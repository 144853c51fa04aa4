/// Vendor profile model and row transformer
///
/// The profile is a singleton: one row per vendor account, read with
/// [`RowStore::select_single`](crate::store::RowStore::select_single) and
/// never created or deleted through the data layer.
///
/// Category lists and configuration blobs are JSONB columns decoded into
/// typed structures here, once, instead of at every use site.

use crate::store::Table;
use serde::{Deserialize, Serialize};

/// One step of the project status pipeline
#[derive(Debug, Clone, Default, PartialEq, Serialize, Deserialize)]
#[serde(default, rename_all = "camelCase")]
pub struct ProjectStatusConfig {
    pub id: String,
    pub name: String,
    /// Hex color shown for the status
    pub color: String,
    pub sub_statuses: Vec<SubStatus>,
    pub note: String,
}

/// Named sub-step inside a project status
#[derive(Debug, Clone, Default, PartialEq, Serialize, Deserialize)]
#[serde(default, rename_all = "camelCase")]
pub struct SubStatus {
    pub name: String,
    pub note: String,
}

/// Which events produce notifications
#[derive(Debug, Clone, PartialEq, Serialize, Deserialize)]
#[serde(default, rename_all = "camelCase")]
pub struct NotificationSettings {
    pub new_project: bool,
    pub payment_confirmation: bool,
    pub deadline_reminder: bool,
}

impl Default for NotificationSettings {
    fn default() -> Self {
        NotificationSettings {
            new_project: true,
            payment_confirmation: true,
            deadline_reminder: true,
        }
    }
}

#[derive(Debug, Clone, Default, PartialEq, Serialize, Deserialize)]
#[serde(default, rename_all = "camelCase")]
pub struct SecuritySettings {
    pub two_factor_enabled: bool,
}

/// Public package page appearance
#[derive(Debug, Clone, Default, PartialEq, Serialize, Deserialize)]
#[serde(default, rename_all = "camelCase")]
pub struct PublicPageConfig {
    pub template: String,
    pub title: String,
    pub introduction: String,
    pub gallery_images: Vec<String>,
}

/// Reusable chat message template
#[derive(Debug, Clone, Default, PartialEq, Serialize, Deserialize)]
#[serde(default, rename_all = "camelCase")]
pub struct ChatTemplate {
    pub id: String,
    pub title: String,
    pub template: String,
}

/// Profile row (persistence shape)
#[derive(Debug, Clone, PartialEq, Serialize, Deserialize)]
pub struct ProfileRow {
    pub id: String,
    pub admin_user_id: Option<String>,
    pub full_name: String,
    pub email: String,
    pub phone: String,
    pub company_name: String,
    pub website: String,
    pub address: String,
    pub bank_account: String,
    pub authorized_signer: String,
    pub id_number: Option<String>,
    pub bio: String,
    pub income_categories: Vec<String>,
    pub expense_categories: Vec<String>,
    pub project_types: Vec<String>,
    pub event_types: Vec<String>,
    pub asset_categories: Vec<String>,
    pub sop_categories: Vec<String>,
    pub package_categories: Vec<String>,
    pub project_status_config: Vec<ProjectStatusConfig>,
    pub notification_settings: NotificationSettings,
    pub security_settings: SecuritySettings,
    pub briefing_template: String,
    pub terms_and_conditions: Option<String>,
    pub contract_template: Option<String>,
    pub logo_base64: Option<String>,
    pub brand_color: String,
    pub public_page_config: PublicPageConfig,
    pub package_share_template: Option<String>,
    pub booking_form_template: Option<String>,
    pub chat_templates: Option<Vec<ChatTemplate>>,
}

/// Vendor profile
#[derive(Debug, Clone, PartialEq, Serialize, Deserialize)]
#[serde(rename_all = "camelCase")]
pub struct Profile {
    pub id: String,

    /// Auth user owning this profile
    #[serde(skip_serializing_if = "Option::is_none")]
    pub admin_user_id: Option<String>,

    pub full_name: String,
    pub email: String,
    pub phone: String,
    pub company_name: String,
    pub website: String,
    pub address: String,
    pub bank_account: String,
    pub authorized_signer: String,

    #[serde(skip_serializing_if = "Option::is_none")]
    pub id_number: Option<String>,

    pub bio: String,
    pub income_categories: Vec<String>,
    pub expense_categories: Vec<String>,
    pub project_types: Vec<String>,
    pub event_types: Vec<String>,
    pub asset_categories: Vec<String>,
    pub sop_categories: Vec<String>,
    pub package_categories: Vec<String>,
    pub project_status_config: Vec<ProjectStatusConfig>,
    pub notification_settings: NotificationSettings,
    pub security_settings: SecuritySettings,
    pub briefing_template: String,

    #[serde(skip_serializing_if = "Option::is_none")]
    pub terms_and_conditions: Option<String>,

    #[serde(skip_serializing_if = "Option::is_none")]
    pub contract_template: Option<String>,

    #[serde(skip_serializing_if = "Option::is_none")]
    pub logo_base64: Option<String>,

    /// Accent color for public pages
    pub brand_color: String,

    pub public_page_config: PublicPageConfig,

    #[serde(skip_serializing_if = "Option::is_none")]
    pub package_share_template: Option<String>,

    #[serde(skip_serializing_if = "Option::is_none")]
    pub booking_form_template: Option<String>,

    #[serde(skip_serializing_if = "Option::is_none")]
    pub chat_templates: Option<Vec<ChatTemplate>>,
}

impl Profile {
    pub const TABLE: Table = Table::Profiles;
}

impl From<ProfileRow> for Profile {
    fn from(row: ProfileRow) -> Self {
        Profile {
            id: row.id,
            admin_user_id: row.admin_user_id,
            full_name: row.full_name,
            email: row.email,
            phone: row.phone,
            company_name: row.company_name,
            website: row.website,
            address: row.address,
            bank_account: row.bank_account,
            authorized_signer: row.authorized_signer,
            id_number: row.id_number,
            bio: row.bio,
            income_categories: row.income_categories,
            expense_categories: row.expense_categories,
            project_types: row.project_types,
            event_types: row.event_types,
            asset_categories: row.asset_categories,
            sop_categories: row.sop_categories,
            package_categories: row.package_categories,
            project_status_config: row.project_status_config,
            notification_settings: row.notification_settings,
            security_settings: row.security_settings,
            briefing_template: row.briefing_template,
            terms_and_conditions: row.terms_and_conditions,
            contract_template: row.contract_template,
            logo_base64: row.logo_base64,
            brand_color: row.brand_color,
            public_page_config: row.public_page_config,
            package_share_template: row.package_share_template,
            booking_form_template: row.booking_form_template,
            chat_templates: row.chat_templates,
        }
    }
}

impl From<Profile> for ProfileRow {
    fn from(profile: Profile) -> Self {
        ProfileRow {
            id: profile.id,
            admin_user_id: profile.admin_user_id,
            full_name: profile.full_name,
            email: profile.email,
            phone: profile.phone,
            company_name: profile.company_name,
            website: profile.website,
            address: profile.address,
            bank_account: profile.bank_account,
            authorized_signer: profile.authorized_signer,
            id_number: profile.id_number,
            bio: profile.bio,
            income_categories: profile.income_categories,
            expense_categories: profile.expense_categories,
            project_types: profile.project_types,
            event_types: profile.event_types,
            asset_categories: profile.asset_categories,
            sop_categories: profile.sop_categories,
            package_categories: profile.package_categories,
            project_status_config: profile.project_status_config,
            notification_settings: profile.notification_settings,
            security_settings: profile.security_settings,
            briefing_template: profile.briefing_template,
            terms_and_conditions: profile.terms_and_conditions,
            contract_template: profile.contract_template,
            logo_base64: profile.logo_base64,
            brand_color: profile.brand_color,
            public_page_config: profile.public_page_config,
            package_share_template: profile.package_share_template,
            booking_form_template: profile.booking_form_template,
            chat_templates: profile.chat_templates,
        }
    }
}

/// Partial update for the profile
#[derive(Debug, Clone, Default, Serialize, Deserialize)]
#[serde(default, rename_all(serialize = "snake_case", deserialize = "camelCase"))]
pub struct ProfilePatch {
    #[serde(skip_serializing_if = "Option::is_none")]
    pub full_name: Option<String>,
    #[serde(skip_serializing_if = "Option::is_none")]
    pub email: Option<String>,
    #[serde(skip_serializing_if = "Option::is_none")]
    pub phone: Option<String>,
    #[serde(skip_serializing_if = "Option::is_none")]
    pub company_name: Option<String>,
    #[serde(skip_serializing_if = "Option::is_none")]
    pub website: Option<String>,
    #[serde(skip_serializing_if = "Option::is_none")]
    pub address: Option<String>,
    #[serde(skip_serializing_if = "Option::is_none")]
    pub bank_account: Option<String>,
    #[serde(skip_serializing_if = "Option::is_none")]
    pub authorized_signer: Option<String>,
    #[serde(
        default,
        deserialize_with = "crate::models::nullable",
        skip_serializing_if = "Option::is_none"
    )]
    pub id_number: Option<Option<String>>,
    #[serde(skip_serializing_if = "Option::is_none")]
    pub bio: Option<String>,
    #[serde(skip_serializing_if = "Option::is_none")]
    pub income_categories: Option<Vec<String>>,
    #[serde(skip_serializing_if = "Option::is_none")]
    pub expense_categories: Option<Vec<String>>,
    #[serde(skip_serializing_if = "Option::is_none")]
    pub project_types: Option<Vec<String>>,
    #[serde(skip_serializing_if = "Option::is_none")]
    pub event_types: Option<Vec<String>>,
    #[serde(skip_serializing_if = "Option::is_none")]
    pub asset_categories: Option<Vec<String>>,
    #[serde(skip_serializing_if = "Option::is_none")]
    pub sop_categories: Option<Vec<String>>,
    #[serde(skip_serializing_if = "Option::is_none")]
    pub package_categories: Option<Vec<String>>,
    #[serde(skip_serializing_if = "Option::is_none")]
    pub project_status_config: Option<Vec<ProjectStatusConfig>>,
    #[serde(skip_serializing_if = "Option::is_none")]
    pub notification_settings: Option<NotificationSettings>,
    #[serde(skip_serializing_if = "Option::is_none")]
    pub security_settings: Option<SecuritySettings>,
    #[serde(skip_serializing_if = "Option::is_none")]
    pub briefing_template: Option<String>,
    #[serde(
        default,
        deserialize_with = "crate::models::nullable",
        skip_serializing_if = "Option::is_none"
    )]
    pub terms_and_conditions: Option<Option<String>>,
    #[serde(
        default,
        deserialize_with = "crate::models::nullable",
        skip_serializing_if = "Option::is_none"
    )]
    pub contract_template: Option<Option<String>>,
    #[serde(
        default,
        deserialize_with = "crate::models::nullable",
        skip_serializing_if = "Option::is_none"
    )]
    pub logo_base64: Option<Option<String>>,
    #[serde(skip_serializing_if = "Option::is_none")]
    pub brand_color: Option<String>,
    #[serde(skip_serializing_if = "Option::is_none")]
    pub public_page_config: Option<PublicPageConfig>,
    #[serde(
        default,
        deserialize_with = "crate::models::nullable",
        skip_serializing_if = "Option::is_none"
    )]
    pub package_share_template: Option<Option<String>>,
    #[serde(
        default,
        deserialize_with = "crate::models::nullable",
        skip_serializing_if = "Option::is_none"
    )]
    pub booking_form_template: Option<Option<String>>,
    #[serde(
        default,
        deserialize_with = "crate::models::nullable",
        skip_serializing_if = "Option::is_none"
    )]
    pub chat_templates: Option<Option<Vec<ChatTemplate>>>,
}

#[cfg(test)]
pub(crate) fn sample_profile() -> Profile {
    Profile {
        id: "profile-1".to_string(),
        admin_user_id: Some("admin-1".to_string()),
        full_name: "Vena Admin".to_string(),
        email: "studio@vena.test".to_string(),
        phone: "0800".to_string(),
        company_name: "Vena Pictures".to_string(),
        website: "https://vena.test".to_string(),
        address: "Jakarta".to_string(),
        bank_account: "BCA 123".to_string(),
        authorized_signer: "Vena Admin".to_string(),
        id_number: Some("3171".to_string()),
        bio: "Wedding photography".to_string(),
        income_categories: vec!["DP Proyek".to_string()],
        expense_categories: vec!["Gaji Freelancer".to_string()],
        project_types: vec!["Pernikahan".to_string()],
        event_types: vec!["Meeting Klien".to_string()],
        asset_categories: vec!["Kamera".to_string()],
        sop_categories: vec!["Fotografi".to_string()],
        package_categories: vec!["Pernikahan".to_string()],
        project_status_config: vec![ProjectStatusConfig {
            id: "status-1".to_string(),
            name: "Persiapan".to_string(),
            color: "#3b82f6".to_string(),
            sub_statuses: vec![SubStatus {
                name: "Briefing".to_string(),
                note: String::new(),
            }],
            note: String::new(),
        }],
        notification_settings: NotificationSettings::default(),
        security_settings: SecuritySettings::default(),
        briefing_template: "Halo tim".to_string(),
        terms_and_conditions: Some("Syarat".to_string()),
        contract_template: None,
        logo_base64: None,
        brand_color: "#3b82f6".to_string(),
        public_page_config: PublicPageConfig {
            template: "classic".to_string(),
            title: "Paket".to_string(),
            introduction: "Selamat datang".to_string(),
            gallery_images: vec![],
        },
        package_share_template: None,
        booking_form_template: None,
        chat_templates: Some(vec![ChatTemplate {
            id: "tpl-1".to_string(),
            title: "Salam".to_string(),
            template: "Halo {clientName}".to_string(),
        }]),
    }
}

• _Work instruction_
Pull out all lines containing the word "store" from the entries above.

• _Result_
/// [`RowStore::select_single`](crate::store::RowStore::select_single) and
use crate::store::Table;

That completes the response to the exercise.